§ What is being asked
Below are some records; copy each line in them that contains "costs".

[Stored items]
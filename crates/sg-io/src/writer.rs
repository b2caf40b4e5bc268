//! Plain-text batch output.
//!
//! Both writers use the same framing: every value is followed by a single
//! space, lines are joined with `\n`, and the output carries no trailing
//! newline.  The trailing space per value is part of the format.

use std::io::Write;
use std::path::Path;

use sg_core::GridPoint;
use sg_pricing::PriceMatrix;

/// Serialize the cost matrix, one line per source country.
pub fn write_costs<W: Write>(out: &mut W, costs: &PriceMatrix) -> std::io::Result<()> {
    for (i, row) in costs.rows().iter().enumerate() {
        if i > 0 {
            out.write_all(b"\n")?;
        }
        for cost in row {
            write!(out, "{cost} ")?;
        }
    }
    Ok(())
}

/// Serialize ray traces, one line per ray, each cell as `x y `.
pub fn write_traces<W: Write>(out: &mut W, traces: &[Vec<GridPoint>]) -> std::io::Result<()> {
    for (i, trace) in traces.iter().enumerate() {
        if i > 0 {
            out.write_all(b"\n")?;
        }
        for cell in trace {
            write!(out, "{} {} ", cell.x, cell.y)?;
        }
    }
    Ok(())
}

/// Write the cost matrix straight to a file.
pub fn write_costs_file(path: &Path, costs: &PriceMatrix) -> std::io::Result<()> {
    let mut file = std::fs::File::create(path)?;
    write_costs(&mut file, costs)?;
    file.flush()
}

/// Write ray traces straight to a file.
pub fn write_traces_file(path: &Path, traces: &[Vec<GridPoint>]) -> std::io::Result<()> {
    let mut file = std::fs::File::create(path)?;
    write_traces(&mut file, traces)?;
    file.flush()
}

--

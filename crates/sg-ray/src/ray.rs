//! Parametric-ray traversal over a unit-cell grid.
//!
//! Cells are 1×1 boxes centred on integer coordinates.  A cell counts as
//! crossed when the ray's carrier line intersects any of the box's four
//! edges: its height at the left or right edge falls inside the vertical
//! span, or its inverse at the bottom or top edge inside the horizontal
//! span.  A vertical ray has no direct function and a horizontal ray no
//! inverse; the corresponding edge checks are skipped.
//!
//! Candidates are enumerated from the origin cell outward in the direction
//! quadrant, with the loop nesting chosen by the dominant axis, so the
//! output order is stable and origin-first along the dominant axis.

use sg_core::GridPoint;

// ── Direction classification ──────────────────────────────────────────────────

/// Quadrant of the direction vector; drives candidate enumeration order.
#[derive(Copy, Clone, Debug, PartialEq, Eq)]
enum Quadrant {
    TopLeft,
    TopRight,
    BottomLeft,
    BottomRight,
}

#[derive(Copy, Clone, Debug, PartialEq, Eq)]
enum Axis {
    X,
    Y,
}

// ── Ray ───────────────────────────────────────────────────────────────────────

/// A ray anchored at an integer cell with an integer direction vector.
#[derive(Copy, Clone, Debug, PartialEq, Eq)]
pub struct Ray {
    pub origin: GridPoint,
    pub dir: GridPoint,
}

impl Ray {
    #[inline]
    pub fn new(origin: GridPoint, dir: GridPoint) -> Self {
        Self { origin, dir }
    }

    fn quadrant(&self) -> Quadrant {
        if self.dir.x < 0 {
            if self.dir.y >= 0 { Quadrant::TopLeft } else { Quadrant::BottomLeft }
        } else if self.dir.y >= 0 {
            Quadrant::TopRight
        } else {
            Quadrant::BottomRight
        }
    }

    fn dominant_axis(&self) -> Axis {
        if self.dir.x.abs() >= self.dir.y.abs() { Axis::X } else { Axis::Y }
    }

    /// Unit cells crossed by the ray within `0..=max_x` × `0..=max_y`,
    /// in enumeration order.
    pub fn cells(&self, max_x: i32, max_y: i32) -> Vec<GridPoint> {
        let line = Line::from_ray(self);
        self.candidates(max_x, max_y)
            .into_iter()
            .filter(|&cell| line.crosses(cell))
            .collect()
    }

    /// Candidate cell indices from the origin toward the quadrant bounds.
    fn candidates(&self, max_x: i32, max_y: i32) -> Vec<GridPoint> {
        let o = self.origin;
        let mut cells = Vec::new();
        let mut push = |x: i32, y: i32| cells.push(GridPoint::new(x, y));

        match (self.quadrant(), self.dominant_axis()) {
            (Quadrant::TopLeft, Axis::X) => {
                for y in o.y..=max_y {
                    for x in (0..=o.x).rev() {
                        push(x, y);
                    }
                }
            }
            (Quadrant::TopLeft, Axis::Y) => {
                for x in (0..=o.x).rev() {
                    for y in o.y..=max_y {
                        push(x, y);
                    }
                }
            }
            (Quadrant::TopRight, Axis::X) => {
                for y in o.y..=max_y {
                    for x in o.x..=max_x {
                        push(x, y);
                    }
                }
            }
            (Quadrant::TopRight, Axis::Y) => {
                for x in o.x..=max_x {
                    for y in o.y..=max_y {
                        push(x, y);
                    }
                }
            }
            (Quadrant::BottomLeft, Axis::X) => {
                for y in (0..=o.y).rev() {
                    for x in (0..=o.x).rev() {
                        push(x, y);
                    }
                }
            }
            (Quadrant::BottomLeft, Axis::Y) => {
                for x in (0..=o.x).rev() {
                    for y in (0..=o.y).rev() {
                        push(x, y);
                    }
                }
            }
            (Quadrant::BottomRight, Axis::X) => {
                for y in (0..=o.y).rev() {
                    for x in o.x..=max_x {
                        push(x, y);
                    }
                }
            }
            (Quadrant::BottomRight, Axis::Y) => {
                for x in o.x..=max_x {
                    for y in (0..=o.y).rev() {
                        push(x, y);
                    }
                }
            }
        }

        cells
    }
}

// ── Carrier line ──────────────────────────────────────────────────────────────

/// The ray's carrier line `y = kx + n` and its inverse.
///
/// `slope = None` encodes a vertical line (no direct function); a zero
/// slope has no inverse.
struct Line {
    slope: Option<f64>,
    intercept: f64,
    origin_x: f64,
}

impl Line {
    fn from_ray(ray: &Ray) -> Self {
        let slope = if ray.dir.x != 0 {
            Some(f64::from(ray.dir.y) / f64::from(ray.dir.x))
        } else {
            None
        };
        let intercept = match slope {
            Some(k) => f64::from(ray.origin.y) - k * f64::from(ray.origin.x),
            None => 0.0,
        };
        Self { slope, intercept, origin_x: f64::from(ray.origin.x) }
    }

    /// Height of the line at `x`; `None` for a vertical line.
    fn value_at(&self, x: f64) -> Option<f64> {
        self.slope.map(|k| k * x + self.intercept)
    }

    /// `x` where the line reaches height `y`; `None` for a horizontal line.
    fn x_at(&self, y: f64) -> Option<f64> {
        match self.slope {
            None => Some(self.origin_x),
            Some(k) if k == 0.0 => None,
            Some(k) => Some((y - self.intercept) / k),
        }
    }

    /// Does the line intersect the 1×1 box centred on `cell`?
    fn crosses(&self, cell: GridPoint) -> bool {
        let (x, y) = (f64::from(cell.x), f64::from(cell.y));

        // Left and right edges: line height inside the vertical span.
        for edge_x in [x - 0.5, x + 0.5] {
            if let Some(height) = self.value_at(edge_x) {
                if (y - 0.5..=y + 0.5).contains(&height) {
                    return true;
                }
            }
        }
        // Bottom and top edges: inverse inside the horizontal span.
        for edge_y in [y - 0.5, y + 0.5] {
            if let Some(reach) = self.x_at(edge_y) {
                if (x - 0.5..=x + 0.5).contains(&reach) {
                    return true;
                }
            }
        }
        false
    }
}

§ Answer for the task
pub fn write_costs<W: Write>(out: &mut W, costs: &PriceMatrix) -> std::io::Result<()> {
    for (i, row) in costs.rows().iter().enumerate() {
pub fn write_costs_file(path: &Path, costs: &PriceMatrix) -> std::io::Result<()> {
    write_costs(&mut file, costs)?;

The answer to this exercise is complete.